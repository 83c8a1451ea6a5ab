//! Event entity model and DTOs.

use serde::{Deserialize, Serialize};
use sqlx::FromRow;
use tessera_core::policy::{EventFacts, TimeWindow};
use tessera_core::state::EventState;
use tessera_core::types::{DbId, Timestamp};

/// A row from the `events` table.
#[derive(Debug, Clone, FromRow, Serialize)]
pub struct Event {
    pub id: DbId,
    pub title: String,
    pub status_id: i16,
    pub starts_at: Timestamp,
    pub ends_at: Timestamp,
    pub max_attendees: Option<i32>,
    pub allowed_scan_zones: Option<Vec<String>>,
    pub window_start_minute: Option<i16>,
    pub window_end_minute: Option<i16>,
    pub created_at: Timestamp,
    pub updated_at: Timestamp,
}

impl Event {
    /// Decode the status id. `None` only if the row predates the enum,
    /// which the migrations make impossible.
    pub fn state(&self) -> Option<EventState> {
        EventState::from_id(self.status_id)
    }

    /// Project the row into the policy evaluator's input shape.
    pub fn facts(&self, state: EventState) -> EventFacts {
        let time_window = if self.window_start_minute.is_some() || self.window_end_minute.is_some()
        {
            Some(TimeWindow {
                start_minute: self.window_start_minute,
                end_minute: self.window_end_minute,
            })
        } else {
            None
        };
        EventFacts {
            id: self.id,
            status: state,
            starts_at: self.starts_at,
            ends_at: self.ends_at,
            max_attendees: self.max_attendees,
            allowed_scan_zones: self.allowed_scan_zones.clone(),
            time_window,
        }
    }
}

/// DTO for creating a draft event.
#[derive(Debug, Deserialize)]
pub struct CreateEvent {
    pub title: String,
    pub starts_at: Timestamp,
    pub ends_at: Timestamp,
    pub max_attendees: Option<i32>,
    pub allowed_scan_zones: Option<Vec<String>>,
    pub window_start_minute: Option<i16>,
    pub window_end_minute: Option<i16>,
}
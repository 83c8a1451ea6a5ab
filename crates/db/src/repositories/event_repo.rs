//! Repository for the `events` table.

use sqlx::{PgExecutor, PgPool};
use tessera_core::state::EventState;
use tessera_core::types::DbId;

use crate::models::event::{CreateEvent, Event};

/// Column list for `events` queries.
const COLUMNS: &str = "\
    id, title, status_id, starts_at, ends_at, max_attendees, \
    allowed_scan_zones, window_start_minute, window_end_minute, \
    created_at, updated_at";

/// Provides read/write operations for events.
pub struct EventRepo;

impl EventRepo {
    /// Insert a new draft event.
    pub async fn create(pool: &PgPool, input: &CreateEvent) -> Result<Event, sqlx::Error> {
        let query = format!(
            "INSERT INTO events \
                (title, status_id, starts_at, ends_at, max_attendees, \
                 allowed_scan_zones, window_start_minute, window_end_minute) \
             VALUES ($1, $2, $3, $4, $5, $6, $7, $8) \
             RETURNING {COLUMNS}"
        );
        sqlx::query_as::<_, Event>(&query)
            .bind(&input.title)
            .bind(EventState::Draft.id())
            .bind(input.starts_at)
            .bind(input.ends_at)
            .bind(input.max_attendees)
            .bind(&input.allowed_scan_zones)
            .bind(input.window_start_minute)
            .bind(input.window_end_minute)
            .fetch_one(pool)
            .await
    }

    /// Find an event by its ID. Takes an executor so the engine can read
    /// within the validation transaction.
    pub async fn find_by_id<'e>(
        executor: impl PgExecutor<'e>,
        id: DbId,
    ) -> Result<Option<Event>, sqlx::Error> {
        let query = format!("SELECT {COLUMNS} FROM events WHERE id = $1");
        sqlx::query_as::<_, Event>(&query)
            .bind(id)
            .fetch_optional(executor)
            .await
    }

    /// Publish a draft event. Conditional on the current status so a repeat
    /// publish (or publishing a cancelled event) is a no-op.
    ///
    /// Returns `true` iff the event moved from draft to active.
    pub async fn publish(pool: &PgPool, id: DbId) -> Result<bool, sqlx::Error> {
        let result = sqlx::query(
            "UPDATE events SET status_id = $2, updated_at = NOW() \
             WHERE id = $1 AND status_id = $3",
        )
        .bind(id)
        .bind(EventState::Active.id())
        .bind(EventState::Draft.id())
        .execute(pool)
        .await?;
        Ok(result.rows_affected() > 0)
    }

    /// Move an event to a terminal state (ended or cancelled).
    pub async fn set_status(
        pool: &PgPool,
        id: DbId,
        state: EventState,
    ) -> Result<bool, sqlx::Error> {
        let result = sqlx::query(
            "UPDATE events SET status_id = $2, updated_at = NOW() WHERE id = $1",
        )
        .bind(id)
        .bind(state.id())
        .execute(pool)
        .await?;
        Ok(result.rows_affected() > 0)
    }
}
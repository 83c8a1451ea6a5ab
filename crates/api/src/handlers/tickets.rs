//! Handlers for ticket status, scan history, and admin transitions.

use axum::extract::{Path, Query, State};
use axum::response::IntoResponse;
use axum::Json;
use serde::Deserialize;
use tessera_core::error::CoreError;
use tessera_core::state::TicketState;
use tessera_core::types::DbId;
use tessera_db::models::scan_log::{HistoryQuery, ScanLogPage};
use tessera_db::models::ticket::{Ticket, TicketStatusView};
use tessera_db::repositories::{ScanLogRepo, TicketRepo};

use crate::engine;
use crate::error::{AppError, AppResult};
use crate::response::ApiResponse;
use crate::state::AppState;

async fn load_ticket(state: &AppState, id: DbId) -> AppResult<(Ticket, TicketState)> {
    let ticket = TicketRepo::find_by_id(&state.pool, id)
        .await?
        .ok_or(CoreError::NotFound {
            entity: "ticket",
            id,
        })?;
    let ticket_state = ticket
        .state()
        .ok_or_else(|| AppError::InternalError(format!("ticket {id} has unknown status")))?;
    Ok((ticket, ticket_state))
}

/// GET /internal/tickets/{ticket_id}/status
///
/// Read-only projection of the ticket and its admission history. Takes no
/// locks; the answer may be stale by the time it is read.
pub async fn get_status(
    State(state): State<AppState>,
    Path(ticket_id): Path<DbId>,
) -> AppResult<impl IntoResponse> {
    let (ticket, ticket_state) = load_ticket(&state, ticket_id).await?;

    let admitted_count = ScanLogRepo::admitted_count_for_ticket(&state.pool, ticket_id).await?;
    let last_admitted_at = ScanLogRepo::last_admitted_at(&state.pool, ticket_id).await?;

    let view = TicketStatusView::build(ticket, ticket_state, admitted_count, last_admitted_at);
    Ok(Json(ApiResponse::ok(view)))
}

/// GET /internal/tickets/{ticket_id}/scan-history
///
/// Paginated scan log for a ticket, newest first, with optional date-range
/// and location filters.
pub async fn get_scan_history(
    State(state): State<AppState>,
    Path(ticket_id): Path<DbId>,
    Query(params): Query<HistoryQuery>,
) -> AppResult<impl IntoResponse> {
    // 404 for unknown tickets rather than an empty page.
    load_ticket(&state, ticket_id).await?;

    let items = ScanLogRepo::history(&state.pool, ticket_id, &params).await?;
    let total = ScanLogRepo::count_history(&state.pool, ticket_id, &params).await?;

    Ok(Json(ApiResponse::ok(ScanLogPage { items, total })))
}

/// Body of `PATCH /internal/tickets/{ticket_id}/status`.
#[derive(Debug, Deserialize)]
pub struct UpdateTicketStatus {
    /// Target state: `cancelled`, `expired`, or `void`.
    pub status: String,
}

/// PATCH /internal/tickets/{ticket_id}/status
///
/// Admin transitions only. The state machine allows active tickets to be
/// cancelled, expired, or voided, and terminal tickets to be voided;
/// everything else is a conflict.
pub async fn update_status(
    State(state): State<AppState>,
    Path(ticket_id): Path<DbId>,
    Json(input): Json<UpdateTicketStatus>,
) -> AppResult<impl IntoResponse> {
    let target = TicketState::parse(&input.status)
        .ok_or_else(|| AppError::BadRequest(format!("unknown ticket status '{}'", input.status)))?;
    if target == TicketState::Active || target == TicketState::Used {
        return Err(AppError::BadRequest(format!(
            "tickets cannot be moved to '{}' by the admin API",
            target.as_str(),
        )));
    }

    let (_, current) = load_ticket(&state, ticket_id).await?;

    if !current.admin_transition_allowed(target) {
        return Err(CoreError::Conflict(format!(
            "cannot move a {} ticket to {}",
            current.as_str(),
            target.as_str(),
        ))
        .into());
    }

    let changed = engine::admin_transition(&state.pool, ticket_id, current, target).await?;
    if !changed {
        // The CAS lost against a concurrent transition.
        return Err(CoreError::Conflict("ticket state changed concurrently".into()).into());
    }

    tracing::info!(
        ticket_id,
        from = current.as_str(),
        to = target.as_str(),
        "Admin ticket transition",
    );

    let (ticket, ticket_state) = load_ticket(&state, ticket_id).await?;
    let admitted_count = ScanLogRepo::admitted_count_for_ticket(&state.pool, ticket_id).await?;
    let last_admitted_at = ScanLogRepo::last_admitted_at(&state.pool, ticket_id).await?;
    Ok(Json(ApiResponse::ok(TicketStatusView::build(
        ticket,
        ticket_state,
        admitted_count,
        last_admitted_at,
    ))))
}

Work instructions: Each line of the data that contains "None" should be counted; please give only the number.

Solved problem: 2